C. Perdomo, Pilar Irisarri, and Oswaldo Ernst. Univ de la República, Facultad de Agronomía, Montevideo, Uruguay

Agriculture intensification and diversification could increase N2O emissions from Uruguayan soils, but due to the lack of local data, there is a high uncertainty on current estimations for the country, because they are based on mean IPCC factors. N2O emission rates were measured from August 2003 to September 2004 on two contrasting sites of southwest Uruguay. One of the sites was a long-term experiment established on a high fertility agricultural soil, with two tillage practices (no tillage= NT and conventional tillage=CT) and crop rotations (continues agriculture=CA or rotation with planted pastures=RP). The other site was a recently-harvested eucalypt plantation, located on a lower fertility soil. In both cases, a permanent natural pasture was used as a control. N2O soil fluxes were measured on an event-driven basis using the closed chamber technique with 6 replicates per treatment. On an annual basis, emissions from both the agricultural and the eucalypt-harvested soils were significantly higher than those from their respective natural pastures (3.39 and 2.79 vs. 0.64 and 0.22 kg N-N2O ha-1 y-1, respectively). Differences within treatments in the agricultural soil, however, were minor and most of the time statistically non-significant, but there was a tendency toward higher N2O emissions from the CT-CA and NT-RP treatments.

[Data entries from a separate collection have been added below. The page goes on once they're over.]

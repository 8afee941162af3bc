pub mod app;
pub mod config;
pub mod dates;
pub mod errors;
pub mod handlers;
pub mod models;
pub mod state;
pub mod stats;
pub mod storage;
pub mod store;

pub use app::router;
pub use config::Config;
pub use state::AppState;
pub use storage::Backend;
pub use store::{EntryStore, Saved};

Spatial variability was very high in all treatments and in both soils, indicating the high natural variability of N20 fluxes from soils, probably as a consequence of the various physical, chemical and biological factors controlling this emission. The highest fluxes, however, were associated with periods of relatively high soil moisture contents and/or high soil temperatures. Overall, these results suggest that land use change from natural pastures to either agriculture-pasture rotations or tree plantations could have a large impact on N2O emissions from Uruguayan soils.